**AIM OF THE EXERCISE:**
Search the records for the word "impl". Copy every line where it appears.

**THE RECORDS:**
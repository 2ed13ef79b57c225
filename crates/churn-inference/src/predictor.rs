//! Churn Prediction Front-End

use crate::classifier::Classifier;
use crate::InferenceError;
use feature_encoder::FeatureVector;
use serde::{Deserialize, Serialize};
use std::sync::Arc;
use tracing::debug;

/// Churn risk category
#[derive(Debug, Clone, Copy, PartialEq, Eq, Serialize, Deserialize)]
pub enum RiskLabel {
    /// Customer predicted to stay
    Low,
    /// Customer predicted to churn
    High,
}

impl RiskLabel {
    /// Get string representation
    pub fn as_str(&self) -> &'static str {
        match self {
            RiskLabel::Low => "low",
            RiskLabel::High => "high",
        }
    }
}

/// Prediction result
///
/// `probability` is always P(churn), also for `Low` predictions: the
/// reported number is the chance of churning, not confidence in the label.
#[derive(Debug, Clone, Serialize, Deserialize)]
pub struct Prediction {
    pub risk: RiskLabel,
    pub probability: f64,
}

/// Stateless request/response front-end over an injected classifier.
///
/// Holds nothing but a shared handle to the immutable classifier, so it is
/// freely callable from concurrent requests. A failed prediction is
/// terminal for its request; there are no retries and no partial results.
#[derive(Clone)]
pub struct Predictor {
    classifier: Arc<dyn Classifier>,
}

impl Predictor {
    pub fn new(classifier: Arc<dyn Classifier>) -> Self {
        Self { classifier }
    }

    /// Feature width the underlying classifier expects
    pub fn feature_count(&self) -> usize {
        self.classifier.feature_count()
    }

    /// Run the classifier on an encoded profile.
    pub fn predict(&self, features: &FeatureVector) -> Result<Prediction, InferenceError> {
        let expected = self.classifier.feature_count();
        if features.len() != expected {
            return Err(InferenceError::FeatureShapeMismatch {
                expected,
                actual: features.len(),
            });
        }

        let label = self.classifier.predict_label(features.as_slice())?;
        let risk = match label {
            0 => RiskLabel::Low,
            1 => RiskLabel::High,
            other => {
                return Err(InferenceError::ClassifierOutput(format!(
                    "non-binary label {other}"
                )))
            }
        };

        let probabilities = self.classifier.predict_probabilities(features.as_slice())?;
        if probabilities.iter().any(|p| !(0.0..=1.0).contains(p)) {
            return Err(InferenceError::ClassifierOutput(format!(
                "probabilities {probabilities:?} outside [0, 1]"
            )));
        }

        let probability = probabilities[1];
        debug!(
            "Predicted {} risk, churn probability {:.4}",
            risk.as_str(),
            probability
        );

        Ok(Prediction { risk, probability })
    }
}

#[cfg(test)]
mod tests {
    use super::*;

    struct FixedClassifier {
        feature_count: usize,
        label: u8,
        probabilities: [f64; 2],
    }

    impl Classifier for FixedClassifier {
        fn feature_count(&self) -> usize {
            self.feature_count
        }

        fn predict_label(&self, _features: &[f64]) -> Result<u8, InferenceError> {
            Ok(self.label)
        }

        fn predict_probabilities(&self, _features: &[f64]) -> Result<[f64; 2], InferenceError> {
            Ok(self.probabilities)
        }
    }

    fn predictor(label: u8, probabilities: [f64; 2]) -> Predictor {
        Predictor::new(Arc::new(FixedClassifier {
            feature_count: 50,
            label,
            probabilities,
        }))
    }

    fn vector_of(len: usize) -> FeatureVector {
        FeatureVector {
            values: vec![0.0; len],
        }
    }

    #[test]
    fn test_shape_mismatch() {
        let result = predictor(0, [0.9, 0.1]).predict(&vector_of(49));
        assert!(matches!(
            result,
            Err(InferenceError::FeatureShapeMismatch {
                expected: 50,
                actual: 49,
            })
        ));
    }

    #[test]
    fn test_label_maps_to_risk() {
        let prediction = predictor(1, [0.2, 0.8]).predict(&vector_of(50)).unwrap();
        assert_eq!(prediction.risk, RiskLabel::High);

        let prediction = predictor(0, [0.8, 0.2]).predict(&vector_of(50)).unwrap();
        assert_eq!(prediction.risk, RiskLabel::Low);
    }

    #[test]
    fn test_probability_is_churn_chance_for_low_risk() {
        let prediction = predictor(0, [0.55, 0.45]).predict(&vector_of(50)).unwrap();
        assert_eq!(prediction.risk, RiskLabel::Low);
        assert_eq!(prediction.probability, 0.45);
    }

    #[test]
    fn test_rejects_non_binary_label() {
        let result = predictor(7, [0.5, 0.5]).predict(&vector_of(50));
        assert!(matches!(result, Err(InferenceError::ClassifierOutput(_))));
    }

    #[test]
    fn test_rejects_out_of_range_probability() {
        let result = predictor(1, [-0.4, 1.4]).predict(&vector_of(50));
        assert!(matches!(result, Err(InferenceError::ClassifierOutput(_))));
    }

    #[test]
    fn test_rejects_non_finite_probability() {
        let result = predictor(1, [0.5, f64::NAN]).predict(&vector_of(50));
        assert!(matches!(result, Err(InferenceError::ClassifierOutput(_))));
    }
}
//! Prediction Route

use axum::{
    extract::State,
    http::StatusCode,
    response::{IntoResponse, Response},
    Json,
};
use churn_inference::{InferenceError, RiskLabel};
use feature_encoder::{encode, CustomerProfile, EncodeError};
use serde::{Deserialize, Serialize};
use std::sync::Arc;
use thiserror::Error;
use tracing::{error, warn};

use crate::AppState;

/// Prediction request: the customer profile plus an optional display
/// name echoed back in the result banner
#[derive(Debug, Deserialize)]
pub struct PredictRequest {
    #[serde(rename = "CustomerName", default)]
    pub customer_name: Option<String>,
    #[serde(flatten)]
    pub profile: CustomerProfile,
}

/// Prediction response
#[derive(Debug, Serialize)]
pub struct PredictResponse {
    pub risk: &'static str,
    pub probability: f64,
    pub message: String,
}

/// Error body returned for failed predictions
#[derive(Debug, Serialize)]
pub struct ErrorBody {
    pub error: String,
    #[serde(skip_serializing_if = "Option::is_none")]
    pub attribute: Option<&'static str>,
    #[serde(skip_serializing_if = "Option::is_none")]
    pub value: Option<String>,
}

impl ErrorBody {
    fn unavailable() -> Self {
        Self {
            error: "prediction unavailable".to_string(),
            attribute: None,
            value: None,
        }
    }
}

/// Failures a prediction request can surface
#[derive(Debug, Error)]
pub enum PredictError {
    #[error(transparent)]
    Encode(#[from] EncodeError),
    #[error(transparent)]
    Inference(#[from] InferenceError),
}

impl IntoResponse for PredictError {
    fn into_response(self) -> Response {
        let (status, body) = match self {
            PredictError::Encode(EncodeError::InvalidAttributeValue { attribute, value }) => {
                warn!("Rejected profile: {} = {:?} is not admissible", attribute, value);
                (
                    StatusCode::UNPROCESSABLE_ENTITY,
                    ErrorBody {
                        error: "invalid attribute value".to_string(),
                        attribute: Some(attribute),
                        value: Some(value),
                    },
                )
            }
            PredictError::Inference(err @ InferenceError::FeatureShapeMismatch { .. }) => {
                error!("Encoder/classifier schema drift: {}", err);
                (StatusCode::INTERNAL_SERVER_ERROR, ErrorBody::unavailable())
            }
            PredictError::Inference(err) => {
                error!("Classifier failure: {}", err);
                (StatusCode::BAD_GATEWAY, ErrorBody::unavailable())
            }
        };
        (status, Json(body)).into_response()
    }
}

/// Submit a customer profile for churn prediction
pub async fn submit_profile(
    State(state): State<Arc<AppState>>,
    Json(request): Json<PredictRequest>,
) -> Result<Json<PredictResponse>, PredictError> {
    let vector = encode(&request.profile)?;
    let prediction = state.predictor.predict(&vector)?;

    let name = request.customer_name.as_deref().unwrap_or("this customer");
    let message = match prediction.risk {
        RiskLabel::High => format!(
            "High risk of {} to churn (probability {:.2}%)",
            name,
            prediction.probability * 100.0
        ),
        RiskLabel::Low => format!(
            "Low risk of {} to churn (probability {:.2}%)",
            name,
            prediction.probability * 100.0
        ),
    };

    Ok(Json(PredictResponse {
        risk: prediction.risk.as_str(),
        probability: prediction.probability,
        message,
    }))
}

**TASK SOLUTION:**
impl RiskLabel {
impl Predictor {
    impl Classifier for FixedClassifier {
impl ErrorBody {
impl IntoResponse for PredictError {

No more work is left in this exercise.